LONDON, October 22. /TASS/. Another wave of accusations may come from London and Washington ahead of the presidential elections in the United States, Russian Ambassador to the United Kingdom Andrei Kelin told TASS following this week’s blaming of Russian special services for committing cyberattacks.
"I have a feeling that this is a coordinated campaign that will unfold in several waves. It is a support act Washington now needs, a social put-up job ahead of the upcoming elections to keep on placing all the blame on Russia in a bid to excuse whatever happens in America by Russia’s actions," he said. "So, it is quite expectable that Russia will be held to blame in case the Republicans lose the race. Likewise, it will be blamed by the Democrats if they lose."

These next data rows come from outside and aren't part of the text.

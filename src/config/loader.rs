//! Configuration Loader
//!
//! 实现多源配置加载与合并逻辑
//!
//! 优先级（从高到低）：
//! 1. 环境变量
//! 2. 配置文件（config.toml）
//! 3. 默认值

use config::{Config, ConfigError as ConfigCrateError, Environment, File};
use std::path::Path;
use thiserror::Error;

use super::types::AppConfig;

/// 配置加载错误
#[derive(Debug, Error)]
pub enum ConfigError {
    #[error("Failed to load configuration: {0}")]
    LoadError(String),

    #[error("Failed to parse configuration: {0}")]
    ParseError(String),

    #[error("Configuration validation failed: {0}")]
    ValidationError(String),
}

impl From<ConfigCrateError> for ConfigError {
    fn from(err: ConfigCrateError) -> Self {
        ConfigError::LoadError(err.to_string())
    }
}

/// 配置文件搜索路径
const CONFIG_FILE_NAMES: &[&str] = &["config", "config.local"];

/// 加载应用配置
///
/// 按优先级从高到低合并配置：
/// 1. 环境变量（前缀 `VOXPACT_`，层级分隔符 `__`）
/// 2. 配置文件（config.toml 或 config.local.toml）
/// 3. 默认值
///
/// # 环境变量示例
/// - `VOXPACT_CONTRACTS__DIR=/data/contracts`
/// - `VOXPACT_AUDIT__ANALYSIS_DIR=/data/analysis`
/// - `VOXPACT_LOG__LEVEL=debug`
///
/// # 返回
/// - `Ok(AppConfig)` - 成功加载的配置
/// - `Err(ConfigError)` - 加载失败
pub fn load_config() -> Result<AppConfig, ConfigError> {
    load_config_from_path(None)
}

/// 从指定路径加载配置
///
/// # 参数
/// - `config_path` - 可选的配置文件路径，如果为 None 则使用默认搜索路径
pub fn load_config_from_path(config_path: Option<&Path>) -> Result<AppConfig, ConfigError> {
    let mut builder = Config::builder();

    // 1. 首先设置默认值（最低优先级）
    builder = builder
        .set_default("contracts.dir", "data/contracts")?
        .set_default("audit.analysis_dir", "data/analysis")?
        .set_default("audit.report_file", "data/reports/enforcement-report.md")?
        .set_default("audit.results_file", "data/reports/enforcement-results.json")?
        .set_default("log.level", "info")?
        .set_default("log.json", false)?;

    // 2. 添加配置文件（如果存在）
    if let Some(path) = config_path {
        builder = builder.add_source(File::from(path).required(true));
    } else {
        // 搜索默认配置文件
        for name in CONFIG_FILE_NAMES {
            builder = builder.add_source(File::with_name(name).required(false));
        }
    }

    // 3. 添加环境变量（最高优先级）
    // 前缀: VOXPACT_
    // 层级分隔符: __ (双下划线)
    // 例如: VOXPACT_CONTRACTS__DIR=/data/contracts
    // 注意: 环境变量名会被转换为小写
    builder = builder.add_source(
        Environment::with_prefix("VOXPACT")
            .prefix_separator("_")
            .separator("__")
            .try_parsing(true),
    );

    // 4. 构建配置
    let config = builder.build()?;

    // 5. 反序列化为 AppConfig
    let app_config: AppConfig = config
        .try_deserialize()
        .map_err(|e| ConfigError::ParseError(format!("Failed to deserialize config: {}", e)))?;

    // 6. 验证配置
    validate_config(&app_config)?;

    Ok(app_config)
}

/// 验证配置有效性
fn validate_config(config: &AppConfig) -> Result<(), ConfigError> {
    // 验证契约目录
    if config.contracts.dir.as_os_str().is_empty() {
        return Err(ConfigError::ValidationError(
            "Contracts directory cannot be empty".to_string(),
        ));
    }

    // 验证审计输出路径
    if config.audit.report_file.as_os_str().is_empty() {
        return Err(ConfigError::ValidationError(
            "Report file path cannot be empty".to_string(),
        ));
    }
    if config.audit.results_file.as_os_str().is_empty() {
        return Err(ConfigError::ValidationError(
            "Results file path cannot be empty".to_string(),
        ));
    }

    // 验证日志级别
    if config.log.level.is_empty() {
        return Err(ConfigError::ValidationError(
            "Log level cannot be empty".to_string(),
        ));
    }

    Ok(())
}

/// 打印配置信息（用于启动时日志）
pub fn print_config(config: &AppConfig) {
    tracing::info!("=== Application Configuration ===");
    tracing::info!("Contracts Directory: {:?}", config.contracts.dir);
    match &config.catalog.assets_file {
        Some(path) => tracing::info!("Asset Catalog: {:?}", path),
        None => tracing::info!("Asset Catalog: builtin"),
    }
    tracing::info!("Analysis Directory: {:?}", config.audit.analysis_dir);
    tracing::info!("Report File: {:?}", config.audit.report_file);
    tracing::info!("Results File: {:?}", config.audit.results_file);
    tracing::info!("Log Level: {}", config.log.level);
    tracing::info!("=================================");
}
//! 契约执行引擎
//!
//! 纯函数：静态校验（声线画像对要求）、动态校验（实测音频对要求）、
//! 候选集最佳匹配。不做 I/O，输入类型良构即无错误路径。
//!
//! 判定规则：满分 100 逐项扣分，下限 0；
//! 通过 = 无 critical 违规且得分 ≥ 70。

use crate::domain::asset::{EmotionalRange, VoiceAsset};
use crate::domain::contract::CharacterContract;

use super::{AcousticAnalysis, ContractViolation, EnforcementResult, Severity, ViolationCode};

/// 通过线
const PASS_THRESHOLD: i32 = 70;

// ==================== 静态校验扣分表 ====================

const GENDER_MISMATCH_PENALTY: i32 = 50;
const AGE_RANGE_PENALTY: i32 = 25;
const PITCH_RANGE_PENALTY: i32 = 20;
const PITCH_VARIANCE_PENALTY: i32 = 20;
const TEMPO_PENALTY: i32 = 10;
const LOUDNESS_PENALTY: i32 = 10;

/// 声线画像允许超出契约基频边界的容差（Hz）
const PITCH_EDGE_TOLERANCE_HZ: f64 = 30.0;

// ==================== 动态校验扣分表 ====================

const AUDIO_PITCH_PENALTY: i32 = 25;
const AUDIO_VARIANCE_PENALTY: i32 = 20;
const AUDIO_TEMPO_PENALTY: i32 = 15;
const AUDIO_LOUDNESS_PENALTY: i32 = 10;
/// 每命中一对（禁止特征 × 检测特征）扣一次
const FORBIDDEN_TRAIT_PENALTY: i32 = 30;

/// 静态校验：声线画像是否满足契约要求
pub fn validate_voice_for_contract(
    contract: &CharacterContract,
    asset: &VoiceAsset,
) -> EnforcementResult {
    let mut violations = Vec::new();
    let mut warnings = Vec::new();
    let mut score: i32 = 100;

    let req = &contract.voice_requirements;

    // ==================== CRITICAL ====================

    if !asset.gender.satisfies(req.gender) {
        violations.push(ContractViolation {
            code: ViolationCode::GenderMismatch,
            message: format!("Contract requires {} voice", req.gender),
            severity: Severity::Critical,
            expected: req.gender.to_string(),
            actual: asset.gender.to_string(),
        });
        score -= GENDER_MISMATCH_PENALTY;
    }

    // ==================== MAJOR ====================

    if !asset.age_range.overlaps(&req.age_range) {
        violations.push(ContractViolation {
            code: ViolationCode::AgeRangeViolation,
            message: format!(
                "Voice age range {} doesn't overlap with required {}",
                asset.age_range, req.age_range
            ),
            severity: Severity::Major,
            expected: req.age_range.to_string(),
            actual: asset.age_range.to_string(),
        });
        score -= AGE_RANGE_PENALTY;
    }

    if asset.pitch_range_hz.min_hz() < req.pitch_range_hz.min_hz() - PITCH_EDGE_TOLERANCE_HZ
        || asset.pitch_range_hz.max_hz() > req.pitch_range_hz.max_hz() + PITCH_EDGE_TOLERANCE_HZ
    {
        violations.push(ContractViolation {
            code: ViolationCode::PitchRangeViolation,
            message: "Voice pitch range outside contract bounds".to_string(),
            severity: Severity::Major,
            expected: req.pitch_range_hz.to_string(),
            actual: asset.pitch_range_hz.to_string(),
        });
        score -= PITCH_RANGE_PENALTY;
    }

    let pitch_width = asset.pitch_width_hz();
    if pitch_width > req.max_pitch_variance {
        violations.push(ContractViolation {
            code: ViolationCode::PitchVarianceViolation,
            message: "Voice has too much pitch variance for this controlled character".to_string(),
            severity: Severity::Major,
            expected: format!("≤{}Hz", req.max_pitch_variance),
            actual: format!("{}Hz", pitch_width),
        });
        score -= PITCH_VARIANCE_PENALTY;
    }

    // ==================== MINOR ====================

    if asset.typical_tempo_wpm > req.max_tempo_wpm {
        violations.push(ContractViolation {
            code: ViolationCode::TempoViolation,
            message: "Voice speaks too fast for this character".to_string(),
            severity: Severity::Minor,
            expected: format!("≤{}wpm", req.max_tempo_wpm),
            actual: format!("{}wpm", asset.typical_tempo_wpm),
        });
        score -= TEMPO_PENALTY;
    }

    if asset.typical_loudness > req.max_loudness {
        violations.push(ContractViolation {
            code: ViolationCode::LoudnessViolation,
            message: "Voice is too loud for this character".to_string(),
            severity: Severity::Minor,
            expected: format!("≤{}", req.max_loudness),
            actual: format!("{}", asset.typical_loudness),
        });
        score -= LOUDNESS_PENALTY;
    }

    // ==================== 能力与禁止特征的冲突（仅警告） ====================

    for forbidden in &contract.forbidden_traits {
        let lower = forbidden.to_lowercase();

        if lower == "shouting" && asset.can_shout {
            warnings.push(
                "Voice CAN shout but character forbids shouting - ensure TTS never triggers shout mode"
                    .to_string(),
            );
        }

        if lower == "laughter" && asset.emotional_range == EmotionalRange::Wide {
            warnings.push(
                "Voice has wide emotional range but character forbids laughter - monitor output carefully"
                    .to_string(),
            );
        }
    }

    finalize(score, violations, warnings)
}

/// 动态校验：实测音频是否满足契约要求
pub fn validate_audio_for_contract(
    contract: &CharacterContract,
    analysis: &AcousticAnalysis,
) -> EnforcementResult {
    let mut violations = Vec::new();
    let mut score: i32 = 100;

    let req = &contract.voice_requirements;

    // ==================== 音高 ====================

    if !req.pitch_range_hz.contains_hz(analysis.fundamental_freq_hz) {
        violations.push(ContractViolation {
            code: ViolationCode::AudioPitchViolation,
            message: "Generated audio pitch outside contract bounds".to_string(),
            severity: Severity::Major,
            expected: req.pitch_range_hz.to_string(),
            actual: format!("{}Hz", analysis.fundamental_freq_hz),
        });
        score -= AUDIO_PITCH_PENALTY;
    }

    if analysis.pitch_variance_hz > req.max_pitch_variance {
        violations.push(ContractViolation {
            code: ViolationCode::AudioVarianceViolation,
            message: "Generated audio has too much pitch variation".to_string(),
            severity: Severity::Major,
            expected: format!("≤{}Hz", req.max_pitch_variance),
            actual: format!("{}Hz", analysis.pitch_variance_hz),
        });
        score -= AUDIO_VARIANCE_PENALTY;
    }

    // ==================== 语速 ====================

    if analysis.tempo_wpm > req.max_tempo_wpm {
        violations.push(ContractViolation {
            code: ViolationCode::AudioTempoViolation,
            message: "Generated audio speaks too fast".to_string(),
            severity: Severity::Minor,
            expected: format!("≤{}wpm", req.max_tempo_wpm),
            actual: format!("{}wpm", analysis.tempo_wpm),
        });
        score -= AUDIO_TEMPO_PENALTY;
    }

    // ==================== 响度 ====================

    if analysis.loudness > req.max_loudness {
        violations.push(ContractViolation {
            code: ViolationCode::AudioLoudnessViolation,
            message: "Generated audio is too loud".to_string(),
            severity: Severity::Minor,
            expected: format!("≤{}", req.max_loudness),
            actual: format!("{}", analysis.loudness),
        });
        score -= AUDIO_LOUDNESS_PENALTY;
    }

    // ==================== 禁止特征 ====================

    // 按（禁止 × 检测）对逐一记违规，大小写不敏感的包含匹配
    for forbidden in &contract.forbidden_traits {
        let forbidden_lower = forbidden.to_lowercase();

        for detected in &analysis.detected_traits {
            if detected.to_lowercase().contains(&forbidden_lower) {
                violations.push(ContractViolation {
                    code: ViolationCode::ForbiddenTraitDetected,
                    message: format!("Detected forbidden trait: {}", forbidden),
                    severity: Severity::Critical,
                    expected: format!("No {}", forbidden),
                    actual: format!("Detected: {}", detected),
                });
                score -= FORBIDDEN_TRAIT_PENALTY;
            }
        }
    }

    finalize(score, violations, Vec::new())
}

/// 候选集中的最佳匹配
#[derive(Debug, Clone)]
pub struct BestMatch<'a> {
    pub asset: Option<&'a VoiceAsset>,
    pub result: EnforcementResult,
}

/// 在候选集中为契约挑选得分最高的声线
///
/// 首个候选作为初始最佳；仅在得分严格更高时替换，
/// 平局保留更早的候选。空候选集返回空结论
pub fn find_best_voice<'a>(
    contract: &CharacterContract,
    candidates: &'a [VoiceAsset],
) -> BestMatch<'a> {
    let mut best: Option<(&'a VoiceAsset, EnforcementResult)> = None;

    for asset in candidates {
        let result = validate_voice_for_contract(contract, asset);
        let replace = match &best {
            None => true,
            Some((_, best_result)) => result.score > best_result.score,
        };
        if replace {
            best = Some((asset, result));
        }
    }

    match best {
        Some((asset, result)) => BestMatch {
            asset: Some(asset),
            result,
        },
        None => BestMatch {
            asset: None,
            result: EnforcementResult::default(),
        },
    }
}

fn finalize(
    score: i32,
    violations: Vec<ContractViolation>,
    warnings: Vec<String>,
) -> EnforcementResult {
    let has_critical = violations.iter().any(|v| v.severity == Severity::Critical);
    EnforcementResult {
        passed: !has_critical && score >= PASS_THRESHOLD,
        score: score.max(0) as u8,
        violations,
        warnings,
        recommended_asset_id: None,
    }
}
//! Asset Queries - V2 架构

use crate::domain::asset::{AssetId, AssetQuery};

/// 获取声线资产详情查询
#[derive(Debug, Clone)]
pub struct GetAsset {
    pub id: AssetId,
}

/// 按声学条件筛选资产查询
#[derive(Debug, Clone)]
pub struct FindAssets {
    pub query: AssetQuery,
}
//! 声学词汇表
//!
//! 资产目录与角色契约共享的声学值对象：
//! 性别、年龄区间、基频区间

use serde::{Deserialize, Serialize};

/// 声线性别
///
/// `Neutral` 在匹配时是双向通配符：
/// 中性要求接受任何声线，中性声线满足任何要求
#[derive(Debug, Clone, Copy, PartialEq, Eq, Serialize, Deserialize)]
#[serde(rename_all = "lowercase")]
pub enum Gender {
    Male,
    Female,
    Neutral,
}

impl Gender {
    /// 判断声线性别是否满足契约要求
    pub fn satisfies(self, required: Gender) -> bool {
        required == Gender::Neutral || self == Gender::Neutral || self == required
    }

    pub fn as_str(&self) -> &'static str {
        match self {
            Gender::Male => "male",
            Gender::Female => "female",
            Gender::Neutral => "neutral",
        }
    }
}

impl std::fmt::Display for Gender {
    fn fmt(&self, f: &mut std::fmt::Formatter<'_>) -> std::fmt::Result {
        write!(f, "{}", self.as_str())
    }
}

/// 年龄区间（岁）
///
/// 不变量:
/// - min ≤ max
///
/// 序列化格式为 `[min, max]` 两元素数组，
/// 反序列化时同样强制不变量
#[derive(Debug, Clone, Copy, PartialEq, Eq, Serialize, Deserialize)]
#[serde(try_from = "[u8; 2]", into = "[u8; 2]")]
pub struct AgeRange {
    min: u8,
    max: u8,
}

impl AgeRange {
    pub fn new(min: u8, max: u8) -> Result<Self, &'static str> {
        if min > max {
            return Err("年龄区间无效: min 不能大于 max");
        }
        Ok(Self { min, max })
    }

    /// 仅供 crate 内编译期常量数据使用，调用方保证 min ≤ max
    pub(crate) fn new_unchecked(min: u8, max: u8) -> Self {
        debug_assert!(min <= max);
        Self { min, max }
    }

    pub fn min(&self) -> u8 {
        self.min
    }

    pub fn max(&self) -> u8 {
        self.max
    }

    /// 判断两个年龄区间是否存在非零重叠
    ///
    /// 仅端点相接（如 [30,50] 与 [50,70]）视为无重叠
    pub fn overlaps(&self, other: &AgeRange) -> bool {
        self.max.min(other.max) > self.min.max(other.min)
    }
}

impl TryFrom<[u8; 2]> for AgeRange {
    type Error = &'static str;

    fn try_from(value: [u8; 2]) -> Result<Self, Self::Error> {
        AgeRange::new(value[0], value[1])
    }
}

impl From<AgeRange> for [u8; 2] {
    fn from(range: AgeRange) -> Self {
        [range.min, range.max]
    }
}

impl std::fmt::Display for AgeRange {
    fn fmt(&self, f: &mut std::fmt::Formatter<'_>) -> std::fmt::Result {
        write!(f, "{}-{}", self.min, self.max)
    }
}

/// 基频区间（Hz）
///
/// 不变量:
/// - min ≤ max
///
/// 序列化格式为 `[min, max]` 两元素数组
#[derive(Debug, Clone, Copy, PartialEq, Serialize, Deserialize)]
#[serde(try_from = "[f64; 2]", into = "[f64; 2]")]
pub struct PitchRange {
    min_hz: f64,
    max_hz: f64,
}

impl PitchRange {
    pub fn new(min_hz: f64, max_hz: f64) -> Result<Self, &'static str> {
        if min_hz > max_hz {
            return Err("基频区间无效: min 不能大于 max");
        }
        Ok(Self { min_hz, max_hz })
    }

    /// 仅供 crate 内编译期常量数据使用，调用方保证 min ≤ max
    pub(crate) fn new_unchecked(min_hz: f64, max_hz: f64) -> Self {
        debug_assert!(min_hz <= max_hz);
        Self { min_hz, max_hz }
    }

    pub fn min_hz(&self) -> f64 {
        self.min_hz
    }

    pub fn max_hz(&self) -> f64 {
        self.max_hz
    }

    /// 区间宽度，即声线自身的音高波动幅度
    pub fn width_hz(&self) -> f64 {
        self.max_hz - self.min_hz
    }

    /// 判断给定基频是否落在区间内（含端点）
    pub fn contains_hz(&self, hz: f64) -> bool {
        hz >= self.min_hz && hz <= self.max_hz
    }
}

impl TryFrom<[f64; 2]> for PitchRange {
    type Error = &'static str;

    fn try_from(value: [f64; 2]) -> Result<Self, Self::Error> {
        PitchRange::new(value[0], value[1])
    }
}

impl From<PitchRange> for [f64; 2] {
    fn from(range: PitchRange) -> Self {
        [range.min_hz, range.max_hz]
    }
}

impl std::fmt::Display for PitchRange {
    fn fmt(&self, f: &mut std::fmt::Formatter<'_>) -> std::fmt::Result {
        write!(f, "{}-{}Hz", self.min_hz, self.max_hz)
    }
}

#[cfg(test)]
mod tests {
    use super::*;

    #[test]
    fn test_gender_neutral_is_wildcard_both_ways() {
        // 中性要求接受任何声线
        assert!(Gender::Male.satisfies(Gender::Neutral));
        assert!(Gender::Female.satisfies(Gender::Neutral));
        // 中性声线满足任何要求
        assert!(Gender::Neutral.satisfies(Gender::Male));
        assert!(Gender::Neutral.satisfies(Gender::Female));
        // 非中性必须精确匹配
        assert!(Gender::Male.satisfies(Gender::Male));
        assert!(!Gender::Female.satisfies(Gender::Male));
    }

    #[test]
    fn test_age_range_rejects_inverted_bounds() {
        assert!(AgeRange::new(30, 50).is_ok());
        assert!(AgeRange::new(50, 30).is_err());
    }

    #[test]
    fn test_age_range_overlap_is_strict() {
        let a = AgeRange::new(30, 50).unwrap();
        let b = AgeRange::new(45, 65).unwrap();
        let c = AgeRange::new(50, 70).unwrap();
        let d = AgeRange::new(51, 70).unwrap();

        assert!(a.overlaps(&b));
        assert!(b.overlaps(&a));
        // 端点相接不算重叠
        assert!(!a.overlaps(&c));
        assert!(!a.overlaps(&d));
    }

    #[test]
    fn test_age_range_serde_as_pair() {
        let range = AgeRange::new(20, 60).unwrap();
        let json = serde_json::to_string(&range).unwrap();
        assert_eq!(json, "[20,60]");

        let parsed: AgeRange = serde_json::from_str("[25,40]").unwrap();
        assert_eq!(parsed.min(), 25);
        assert_eq!(parsed.max(), 40);

        // 反序列化同样强制 min ≤ max
        assert!(serde_json::from_str::<AgeRange>("[40,25]").is_err());
    }

    #[test]
    fn test_pitch_range_width() {
        let range = PitchRange::new(85.0, 140.0).unwrap();
        assert_eq!(range.width_hz(), 55.0);
        assert!(range.contains_hz(85.0));
        assert!(range.contains_hz(140.0));
        assert!(!range.contains_hz(141.0));
    }

    #[test]
    fn test_pitch_range_serde_round_trip() {
        let range = PitchRange::new(80.0, 300.0).unwrap();
        let json = serde_json::to_string(&range).unwrap();
        let back: PitchRange = serde_json::from_str(&json).unwrap();
        assert_eq!(back, range);
    }
}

The ambassador also commented on the Times’ reports alleging that Russia had indulged in misinformation about the anti-coronavirus vaccine developed jointly by the University of Oxford and AstraZeneca, a British-Swedish multinational pharmaceutical company.
"It is nothing but competition. As you know, the [Russian] Sputnik V vaccine was developed on the basis of a human adenovirus and is a two-component vaccine whereas the vaccine developed by Oxford and AstraZeneca is a one-component vaccine on the basis of a chimpanzee adenovirus, which has not yet been studied. But in this case it is a purely scientific, medical matter and it is especially sad that it is being converted into a political matter, which is an absolutely wrong thing to do," he said, adding that international cooperation is needed to combat the coronavirus infection.
"We don’t want to demonize anyone and call for consolidating efforts, but there are certain forces that are seeking to drive a wedge by discrediting vaccines made in Russia," Kelin added.
According to the diplomat, the Russia is trying to work with "any forces that will have a constructive position."
"If there is no demand for political cooperation with Russia, we will cooperate in the economic and humanitarian areas and we will work with those countries and continents that are open for cooperation with us," he stressed. "If we don’t see it with London or other Western European countries, that's no big deal. It will eventually happen."